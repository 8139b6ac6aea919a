use crate::dates::{self, EditDatePolicy};
use crate::error::{HerdbookError, HerdbookResult};
use crate::partition::{CountTable, YearPartition};
use crate::register::Register;
use crate::store::{SheetStore, StoreConfig, XlsxWorksheet};
use crate::types::{CellValue, Record};
use colored::Colorize;

/// Fields for a new record
#[derive(Debug, Clone, Default)]
pub struct AddArgs {
    pub name: String,
    pub species: String,
    /// Defaults to today when absent
    pub acquired: Option<String>,
    pub feed: String,
    pub notes: String,
}

/// Field overrides for an existing record. `None` keeps the current value.
#[derive(Debug, Clone, Default)]
pub struct UpdateArgs {
    pub name: Option<String>,
    pub species: Option<String>,
    pub acquired: Option<String>,
    pub disposed: Option<String>,
    pub feed: Option<String>,
    pub notes: Option<String>,
}

impl UpdateArgs {
    /// Merge the overrides into `record`
    pub fn apply(self, mut record: Record) -> Record {
        if let Some(name) = self.name {
            record.name = name;
        }
        if let Some(species) = self.species {
            record.species = species;
        }
        if let Some(acquired) = self.acquired {
            record.acquired = CellValue::from_raw(&acquired);
        }
        if let Some(disposed) = self.disposed {
            record.disposed = CellValue::from_raw(&disposed);
        }
        if let Some(feed) = self.feed {
            record.feed = feed;
        }
        if let Some(notes) = self.notes {
            record.notes = notes;
        }
        record
    }
}

type XlsxRegister = Register<SheetStore<XlsxWorksheet>>;

fn open_register(config: &StoreConfig, policy: EditDatePolicy) -> HerdbookResult<XlsxRegister> {
    Ok(Register::open(config.open()?)?.with_policy(policy))
}

/// Print a loud warning when an overwrite was interrupted
fn report_failure(e: &HerdbookError) {
    if let HerdbookError::PartialWrite { written, total, .. } = e {
        eprintln!(
            "{}",
            format!(
                "⚠️  Only {} of {} rows were written. The worksheet is incomplete; rerun the command to rewrite it.",
                written, total
            )
            .red()
            .bold()
        );
    }
}

fn committed<T>(result: HerdbookResult<T>) -> HerdbookResult<T> {
    result.inspect_err(report_failure)
}

/// Execute the init command
pub fn init(config: &StoreConfig, force: bool) -> HerdbookResult<()> {
    if config.path.exists() && !force {
        return Err(HerdbookError::Open(format!(
            "{} already exists (use --force to overwrite)",
            config.path.display()
        )));
    }
    config.create()?;
    println!(
        "{} {} (worksheet '{}')",
        "✅ Created".bold().green(),
        config.path.display(),
        config.sheet
    );
    Ok(())
}

/// Execute the list command
pub fn list(config: &StoreConfig) -> HerdbookResult<()> {
    let register = open_register(config, EditDatePolicy::default())?;
    let records = register.list();

    println!("{}", "🐾 Herdbook - Records".bold().green());
    println!("   File: {} [{}]", config.path.display(), config.sheet);
    println!();

    if records.is_empty() {
        println!("{}", "   No records yet.".yellow());
        return Ok(());
    }

    for (index, record) in records.iter().enumerate() {
        print_record(index, record);
    }
    println!();
    println!("   {} records", records.len());
    Ok(())
}

fn print_record(index: usize, record: &Record) {
    let acquired = match &record.acquired {
        CellValue::Date(d) => dates::format_date(*d).normal(),
        CellValue::Text(raw) => format!("{} (not a date)", raw).yellow(),
        CellValue::Empty => "-".dimmed(),
    };
    let status = if record.is_present() {
        String::new()
    } else {
        format!("  gone {}", record.disposed)
    };
    println!(
        "   {:>3}  {} ({})  {}{}",
        index.to_string().dimmed(),
        record.name.bright_blue().bold(),
        record.species.cyan(),
        acquired,
        status.red()
    );
    if !record.feed.is_empty() {
        println!("        feed: {}", record.feed);
    }
    if !record.notes.is_empty() {
        println!("        notes: {}", record.notes);
    }
}

/// Execute the add command
pub fn add(config: &StoreConfig, args: AddArgs) -> HerdbookResult<()> {
    let mut register = open_register(config, EditDatePolicy::default())?;

    let acquired = match args.acquired {
        Some(raw) => CellValue::from_raw(&raw),
        None => CellValue::Date(dates::today()),
    };
    let record = Record {
        name: args.name,
        species: args.species,
        acquired,
        disposed: CellValue::Empty,
        feed: args.feed,
        notes: args.notes,
    };

    let index = committed(register.add(record))?;
    let stored = register.get(index)?;
    println!(
        "{} {} at index {}",
        "✅ Added".bold().green(),
        stored.name.bright_blue().bold(),
        index
    );
    if stored.year().is_none() {
        println!(
            "{}",
            "   Acquisition date is not a date; the record is left out of year views.".yellow()
        );
    }
    Ok(())
}

/// Execute the update command
pub fn update(
    config: &StoreConfig,
    policy: EditDatePolicy,
    index: usize,
    args: UpdateArgs,
) -> HerdbookResult<()> {
    let mut register = open_register(config, policy)?;
    let edit = args.apply(register.get(index)?);
    let updated = committed(register.update(index, edit))?;
    println!(
        "{} {} at index {}",
        "✅ Updated".bold().green(),
        updated.name.bright_blue().bold(),
        index
    );
    Ok(())
}

/// Execute the delete command
pub fn delete(config: &StoreConfig, index: usize) -> HerdbookResult<()> {
    let mut register = open_register(config, EditDatePolicy::default())?;
    let removed = committed(register.delete(index))?;
    println!(
        "{} {} ({} records left)",
        "🗑️  Deleted".bold().yellow(),
        removed.name.bright_blue().bold(),
        register.len()
    );
    Ok(())
}

/// Execute the years command
pub fn years(config: &StoreConfig) -> HerdbookResult<()> {
    let register = open_register(config, EditDatePolicy::default())?;
    let records = register.list();
    print_partition(&register.partition(), &records);
    Ok(())
}

fn print_partition(partition: &YearPartition, records: &[Record]) {
    println!("{}", "📅 Records per year".bold().green());
    if partition.years.is_empty() {
        println!("{}", "   No dated records.".yellow());
    }
    for year in &partition.years {
        println!();
        println!("   {} ({} animals)", year.year.to_string().bold(), year.count());
        for group in &year.species {
            println!("      🧬 {} ({})", group.species.cyan(), group.count());
            for &row in &group.rows {
                if let Some(record) = records.get(row) {
                    println!("         {:>3}  {}", row.to_string().dimmed(), record.name);
                }
            }
        }
    }
    if !partition.undated.is_empty() {
        println!();
        println!(
            "{}",
            format!("   {} records without a usable acquisition date", partition.undated.len())
                .yellow()
        );
    }
}

/// Execute the counts command
pub fn counts(config: &StoreConfig) -> HerdbookResult<()> {
    let register = open_register(config, EditDatePolicy::default())?;
    println!("{}", "📊 Count per year and species".bold().green());
    println!();
    print!("{}", render_counts(&register.counts()));
    Ok(())
}

/// Plain-text pivot, one line per year
pub fn render_counts(table: &CountTable) -> String {
    if table.is_empty() {
        return "   (no dated records)\n".to_string();
    }
    let widths: Vec<usize> = table.species.iter().map(|s| s.len().max(3)).collect();

    let mut out = format!("   {:<6}", "Year");
    for (species, width) in table.species.iter().zip(&widths) {
        out.push_str(&format!("  {:>width$}", species, width = width));
    }
    out.push('\n');

    for (year, row) in table.years.iter().zip(&table.counts) {
        out.push_str(&format!("   {:<6}", year));
        for (count, width) in row.iter().zip(&widths) {
            out.push_str(&format!("  {:>width$}", count, width = width));
        }
        out.push('\n');
    }
    out
}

• Brief
Report every line of the material above in which "init" appears.

• Solution for this problem
/// Execute the init command
pub fn init(config: &StoreConfig, force: bool) -> HerdbookResult<()> {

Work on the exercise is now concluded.